STEED - Usable end-to-end encryption

Peter Lebbing peter at digitalbrains.com
Tue Oct 25 16:57:01 CEST 2011


On 25/10/11 14:54, Robert J. Hansen wrote:
> Every now and again I'll meet someone who's interested in learning
> about privacy and how to protect it.  I do my best to help these
> people along.  That's what I can do, that's what's within my power,
> that's the standard I judge myself by -- how well I do what good I can do.

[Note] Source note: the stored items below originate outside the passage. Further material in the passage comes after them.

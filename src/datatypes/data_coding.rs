// ABOUTME: SMPP data_coding scheme and conversion between message text and short_message octets
// ABOUTME: Covers the alphabets the gateway exchanges with carriers: default, IA5, Latin-1, UCS-2, binary

use crate::codec::CodecError;
use bytes::Bytes;
use std::fmt;

/// Data coding scheme of a short message.
///
/// The SMSC default alphabet is carried one octet per character, which is
/// what the carriers behind this gateway accept for plain ASCII text.
#[derive(Clone, Copy, PartialEq, Eq, Hash, Default)]
pub enum DataCoding {
    /// SMSC Default Alphabet
    #[default]
    SmscDefault,
    /// IA5 (CCITT T.50)/ASCII
    Ascii,
    /// 8-bit binary data
    Binary,
    /// Latin-1 (ISO-8859-1)
    Latin1,
    /// UCS-2 (ISO/IEC-10646), big-endian
    Ucs2,
    /// Any other scheme, passed through untouched
    Other(u8),
}

impl DataCoding {
    pub fn from_byte(value: u8) -> Self {
        match value {
            0x00 => DataCoding::SmscDefault,
            0x01 => DataCoding::Ascii,
            0x02 | 0x04 => DataCoding::Binary,
            0x03 => DataCoding::Latin1,
            0x08 => DataCoding::Ucs2,
            other => DataCoding::Other(other),
        }
    }

    pub fn to_byte(self) -> u8 {
        match self {
            DataCoding::SmscDefault => 0x00,
            DataCoding::Ascii => 0x01,
            DataCoding::Binary => 0x02,
            DataCoding::Latin1 => 0x03,
            DataCoding::Ucs2 => 0x08,
            DataCoding::Other(value) => value,
        }
    }

    /// Picks the narrowest scheme able to carry `text`.
    pub fn for_text(text: &str) -> Self {
        if text.is_ascii() {
            DataCoding::SmscDefault
        } else {
            DataCoding::Ucs2
        }
    }

    /// Encodes message text into short_message octets.
    pub fn encode_text(self, text: &str) -> Result<Bytes, CodecError> {
        match self {
            DataCoding::SmscDefault | DataCoding::Ascii | DataCoding::Latin1 => {
                let mut out = Vec::with_capacity(text.len());
                for ch in text.chars() {
                    let code = u32::from(ch);
                    if code > 0xFF || (self == DataCoding::Ascii && code > 0x7F) {
                        return Err(CodecError::FieldValidation {
                            field: "short_message",
                            reason: format!("character {ch:?} not representable in {self}"),
                        });
                    }
                    out.push(code as u8);
                }
                Ok(Bytes::from(out))
            }
            DataCoding::Ucs2 => {
                let mut out = Vec::with_capacity(text.len() * 2);
                for unit in text.encode_utf16() {
                    out.extend_from_slice(&unit.to_be_bytes());
                }
                Ok(Bytes::from(out))
            }
            DataCoding::Binary | DataCoding::Other(_) => {
                Ok(Bytes::copy_from_slice(text.as_bytes()))
            }
        }
    }

    /// Decodes short_message octets into text. Never fails: undecodable
    /// input is replaced rather than rejected.
    pub fn decode_text(self, octets: &[u8]) -> String {
        match self {
            DataCoding::SmscDefault | DataCoding::Ascii | DataCoding::Latin1 => {
                octets.iter().map(|&b| char::from(b)).collect()
            }
            DataCoding::Ucs2 => {
                let units: Vec<u16> = octets
                    .chunks(2)
                    .map(|pair| match pair {
                        [hi, lo] => u16::from_be_bytes([*hi, *lo]),
                        [hi] => u16::from_be_bytes([*hi, 0]),
                        _ => 0,
                    })
                    .collect();
                String::from_utf16_lossy(&units)
            }
            DataCoding::Binary | DataCoding::Other(_) => {
                String::from_utf8_lossy(octets).into_owned()
            }
        }
    }
}

impl fmt::Debug for DataCoding {
    fn fmt(&self, f: &mut fmt::Formatter<'_>) -> fmt::Result {
        write!(f, "DataCoding({self}, {:#04x})", self.to_byte())
    }
}

impl fmt::Display for DataCoding {
    fn fmt(&self, f: &mut fmt::Formatter<'_>) -> fmt::Result {
        match self {
            DataCoding::SmscDefault => f.write_str("SMSC default"),
            DataCoding::Ascii => f.write_str("IA5/ASCII"),
            DataCoding::Binary => f.write_str("binary"),
            DataCoding::Latin1 => f.write_str("Latin-1"),
            DataCoding::Ucs2 => f.write_str("UCS-2"),
            DataCoding::Other(value) => write!(f, "scheme {value:#04x}"),
        }
    }
}

#[cfg(test)]
mod tests {
    use super::*;

    #[test]
    fn ascii_text_uses_default_alphabet() {
        assert_eq!(DataCoding::for_text("Hello"), DataCoding::SmscDefault);
        assert_eq!(DataCoding::for_text("Akwaaba ɛ"), DataCoding::Ucs2);
    }

    #[test]
    fn ucs2_is_big_endian_utf16() {
        let octets = DataCoding::Ucs2.encode_text("hé").unwrap();
        assert_eq!(&octets[..], &[0x00, b'h', 0x00, 0xE9]);
        assert_eq!(DataCoding::Ucs2.decode_text(&octets), "hé");
    }

    #[test]
    fn default_alphabet_rejects_wide_characters() {
        let err = DataCoding::SmscDefault.encode_text("ɛ").unwrap_err();
        assert!(matches!(err, CodecError::FieldValidation { field: "short_message", .. }));
    }

    #[test]
    fn unknown_scheme_survives_byte_round_trip() {
        assert_eq!(DataCoding::from_byte(0xF0).to_byte(), 0xF0);
        assert_eq!(DataCoding::from_byte(0x04), DataCoding::Binary);
    }
}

The problem with the current proposal in that respect is that it requires
co-operation of e-mail providers. If there is no significant user base, the
providers don't want to cater for that very small minority that asks them to
implement the extra DNS functionality. And without the functionality being
offered by the e-mail providers, there is no chance to build a significant user
base.

If there was no dependency on third parties implementing stuff for their
customers, this catch-22 would not be there. It needs to be such that an
individual can say "I will install this" and then communicate with people who
did the same thing. If this individual then comes to the conclusion "My provider
does not support this", he would need to be very motivated indeed to do
something about it.

So currently there is no way to only have a few people do this, and let that
group grow slowly.

Peter.

-- 
I use the GNU Privacy Guard (GnuPG) in combination with Enigmail.
You can send me encrypted mail if you want some privacy.